Can Your Employer Use Your Internet Browsing History as Evidence to Fire You

Is your employer watching? Are they monitoring the time you spend on the internet? But more importantly, can they use what they find out as evidence to fire you? In a recent decision, the answer to all of the above was YES.

A nearly 10-year employee was terminated for excessive internet usage – basically for not working while on duty. The union grieved the termination and made an application in advance of the arbitration that the internet investigative report is excluded as inadmissible because it infringed the employee’s privacy and was in violation of the B.C. Freedom of Information and Protection of Privacy Act (“FIPPA”). In the decision, Fraser Health Authority v. H.S.A.B.C., 2011 CarswellBC 1174 (B.C.A.B.), Arbitrator Glass held that there was no privacy violation and the report was admissible

One of the key facts in the decision was that the employer had a clear policy that the computers and the data on them were the property of the employer and that they would be monitored. The policy also stated that personal use of the computers was to be done while on breaks and was not to interfere with the employer’s operations.

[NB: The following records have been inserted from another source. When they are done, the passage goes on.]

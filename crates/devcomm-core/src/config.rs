//! Configuration for mapping file ingestion and address resolution.
//!
//! Defaults live in small constant modules so the CLI and tests share one
//! source. [`DevCommConfig`] can be loaded from TOML and then overridden by
//! environment variables:
//!
//! ```toml
//! field_delimiter = ","
//! key_separator = ":"
//! device_comm_enabled = true
//! plc_comm_enabled = true
//! reload_policy = "replace"
//! device_map_path = "maps/device.map"
//! plc_map_path = "maps/plc.map"
//! ```

use serde::{Deserialize, Serialize};
use std::path::{Path, PathBuf};
use tracing::info;

use crate::error::{Error, Result};

/// Length limits.
pub mod limits {
    /// Maximum length of a path or filter string.
    pub const MAX_STRING_SIZE: usize = 1024;
}

/// Default parsing constants.
pub mod defaults {
    /// Field delimiter inside a mapping line.
    pub const FIELD_DELIMITER: char = ',';
    /// Separator between key parts, also used by positional filters.
    pub const KEY_SEPARATOR: char = ':';
    /// Separator between `name=value` pairs in a filter.
    pub const FILTER_PAIR_SEPARATOR: char = '&';
    /// Line prefixes that mark a comment.
    pub const COMMENT_MARKERS: &[&str] = &["#", ";", "//"];
}

/// Environment variable names.
pub mod env_vars {
    pub const DEVICE_MAP: &str = "DEVCOMM_DEVICE_MAP";
    pub const PLC_MAP: &str = "DEVCOMM_PLC_MAP";
    pub const MAP_FILE: &str = "DEVCOMM_MAP_FILE";
    pub const DELIMITER: &str = "DEVCOMM_DELIMITER";
    pub const DEVICE_COMM: &str = "DEVCOMM_DEVICE_COMM";
    pub const PLC_COMM: &str = "DEVCOMM_PLC_COMM";

    /// Read a boolean switch such as `DEVCOMM_PLC_COMM=false`.
    pub fn flag(name: &str) -> Option<bool> {
        std::env::var(name)
            .ok()
            .and_then(|v| match v.trim().to_ascii_lowercase().as_str() {
                "1" | "true" | "on" | "yes" => Some(true),
                "0" | "false" | "off" | "no" => Some(false),
                _ => None,
            })
    }

    /// Read a single-character setting such as the field delimiter.
    pub fn single_char(name: &str) -> Option<char> {
        let value = std::env::var(name).ok()?;
        let mut chars = value.chars();
        match (chars.next(), chars.next()) {
            (Some(c), None) => Some(c),
            _ => None,
        }
    }

    /// Read a path setting.
    pub fn path(name: &str) -> Option<std::path::PathBuf> {
        std::env::var_os(name)
            .filter(|v| !v.is_empty())
            .map(std::path::PathBuf::from)
    }
}

/// What happens to previously loaded records when a file is loaded again.
#[derive(Debug, Clone, Copy, PartialEq, Eq, Default, Serialize, Deserialize)]
#[serde(rename_all = "lowercase")]
pub enum ReloadPolicy {
    /// Clear the record list of that kind, then rebuild the table.
    #[default]
    Replace,
    /// Keep earlier records and add the new ones.
    Append,
}

/// Resolver configuration.
#[derive(Debug, Clone, PartialEq, Serialize, Deserialize)]
#[serde(default)]
pub struct DevCommConfig {
    pub field_delimiter: char,
    pub key_separator: char,
    pub comment_markers: Vec<String>,
    pub device_comm_enabled: bool,
    pub plc_comm_enabled: bool,
    pub reload_policy: ReloadPolicy,
    pub device_map_path: Option<PathBuf>,
    pub plc_map_path: Option<PathBuf>,
    /// Combined mapping file with `[DEVICE]` / `[PLC]` sections.
    pub mem_map_path: Option<PathBuf>,
}

impl Default for DevCommConfig {
    fn default() -> Self {
        Self {
            field_delimiter: defaults::FIELD_DELIMITER,
            key_separator: defaults::KEY_SEPARATOR,
            comment_markers: defaults::COMMENT_MARKERS
                .iter()
                .map(|m| m.to_string())
                .collect(),
            device_comm_enabled: true,
            plc_comm_enabled: true,
            reload_policy: ReloadPolicy::Replace,
            device_map_path: None,
            plc_map_path: None,
            mem_map_path: None,
        }
    }
}

impl DevCommConfig {
    /// Parse a TOML document. Missing keys take their defaults.
    pub fn from_toml_str(content: &str) -> Result<Self> {
        let config: DevCommConfig = toml::from_str(content)?;
        config.validate()?;
        Ok(config)
    }

    /// Load a TOML config file.
    pub fn load(path: impl AsRef<Path>) -> Result<Self> {
        let path = path.as_ref();
        let content = std::fs::read_to_string(path).map_err(|e| Error::from_io(path, e))?;
        info!(category = "config", path = %path.display(), "Loading devcomm config");
        Self::from_toml_str(&content)
    }

    /// Apply `DEVCOMM_*` environment variables on top of this config.
    pub fn with_env_overrides(mut self) -> Self {
        if let Some(path) = env_vars::path(env_vars::DEVICE_MAP) {
            self.device_map_path = Some(path);
        }
        if let Some(path) = env_vars::path(env_vars::PLC_MAP) {
            self.plc_map_path = Some(path);
        }
        if let Some(path) = env_vars::path(env_vars::MAP_FILE) {
            self.mem_map_path = Some(path);
        }
        if let Some(c) = env_vars::single_char(env_vars::DELIMITER) {
            self.field_delimiter = c;
        }
        if let Some(on) = env_vars::flag(env_vars::DEVICE_COMM) {
            self.device_comm_enabled = on;
        }
        if let Some(on) = env_vars::flag(env_vars::PLC_COMM) {
            self.plc_comm_enabled = on;
        }
        self
    }

    /// Reject settings that would make keys or lines ambiguous.
    pub fn validate(&self) -> Result<()> {
        for (name, c) in [
            ("field_delimiter", self.field_delimiter),
            ("key_separator", self.key_separator),
        ] {
            if c.is_whitespace() || c.is_control() {
                return Err(Error::Config(format!(
                    "{} must be a visible character, got {:?}",
                    name, c
                )));
            }
        }
        if self.key_separator == defaults::FILTER_PAIR_SEPARATOR || self.key_separator == '=' {
            return Err(Error::Config(format!(
                "key_separator {:?} collides with filter syntax",
                self.key_separator
            )));
        }
        if self.comment_markers.iter().any(|m| m.trim().is_empty()) {
            return Err(Error::Config("comment markers must not be empty".to_string()));
        }
        Ok(())
    }
}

The internet investigative report was generated based on data pulled from the employer’s proxy server, which included log records of the URL visited, web category, date and time, IP address of the source computer and the user account when the internet was accessed through the proxy server. The internet report was only requested after the employer had several pieces of evidence from other employees about the individual’s excessive use of the internet.

The employer, in this case, was a public body and therefore under FIPPA including the following:

(a) the collection of that information is expressly authorized under an Act, or
(b) that information relates directly to and is necessary for an operating program or activity of the public body.

The Arbitrator found that the internet investigative report fell within the exception of s. 26(c) and was not in violation of FIPPA. The Arbitrator found that the purpose of the audit was “legitimate and necessary” and the basis for looking into it was “reasonable”. I would suggest that a key factor was that the Arbitrator held that the scope of the internet investigative report was reasonably limited. It was not simply a copy of all the personal data of that employee, it was basically a list of websites visited and the time spent browsing.